La législation européenne des aides d’Etat exerce, en droit interne, une influence directe sur la légalité des subventions versées aux associations, particulièrement lorsque ces dernières réalisent des activités économiques, lucratives ou non (sur la notion d’activité économique, voir Lamy associations, Etude 246, n°246-7 et s.). Récemment complétée par le « paquet Almunia », ces dispositions communautaires trouvent désormais à s’appliquer jusqu’au 31 décembre 2018.
I. LES NOUVEAUX OBJECTIFS POURSUIVIS PAR LE PAQUET «ALMUNIA»

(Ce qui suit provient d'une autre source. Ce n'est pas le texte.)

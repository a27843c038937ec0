//! Bearer-assertion authentication extractor for Axum handlers.

use axum::extract::FromRequestParts;
use axum::http::request::Parts;
use beehive_core::auth::{AuthFailure, Credential};
use beehive_core::types::DbId;

use crate::auth::resolver::{resolve_credential, Resolved};
use crate::error::AppError;
use crate::state::AppState;

/// Authenticated caller extracted from a bearer assertion in the
/// `Authorization` header.
///
/// Use this as an extractor parameter in any handler that requires
/// authentication:
///
/// ```ignore
/// async fn my_handler(user: CurrentUser) -> AppResult<Json<()>> {
///     tracing::info!(account_id = user.account_id, "handling request");
///     Ok(Json(()))
/// }
/// ```
///
/// The `role` field is the login-time snapshot from the assertion. It is
/// fine for non-privileged paths; privileged handlers must go through
/// [`RequireAdmin`](crate::middleware::rbac::RequireAdmin), which re-reads
/// the current role.
#[derive(Debug, Clone)]
pub struct CurrentUser {
    /// The account's internal database id (from `claims.sub`).
    pub account_id: DbId,
    /// Role snapshot at login time. Advisory only.
    pub role: String,
}

impl FromRequestParts<AppState> for CurrentUser {
    type Rejection = AppError;

    async fn from_request_parts(
        parts: &mut Parts,
        state: &AppState,
    ) -> Result<Self, Self::Rejection> {
        let auth_header = parts
            .headers
            .get("authorization")
            .and_then(|v| v.to_str().ok())
            .ok_or(AppError::Auth(AuthFailure::Unauthenticated))?;

        // A present-but-malformed header is a malformed credential, not an
        // anonymous caller.
        let token = auth_header
            .strip_prefix("Bearer ")
            .ok_or(AppError::Auth(AuthFailure::InvalidToken))?;

        let resolved = resolve_credential(
            &state.pool,
            &state.config,
            state.oidc.as_deref(),
            Credential::BearerAssertion {
                token: token.to_string(),
            },
        )
        .await?;

        let Resolved::Session(claims) = resolved else {
            return Err(AppError::Auth(AuthFailure::InvalidToken));
        };

        Ok(CurrentUser {
            account_id: claims.sub,
            role: claims.role,
        })
    }
}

Composé de quatre textes (une communication, une décision, un encadrement et un règlement), le paquet « Almunia » est entré en vigueur depuis le 31 janvier 2012 (à l’exception du règlement CE n°360/2012). D’application directe en droit interne, ces dispositions sont opposables aux collectivités publiques nationales et territoriales ainsi qu’aux acteurs bénéficiaires des aides publiques.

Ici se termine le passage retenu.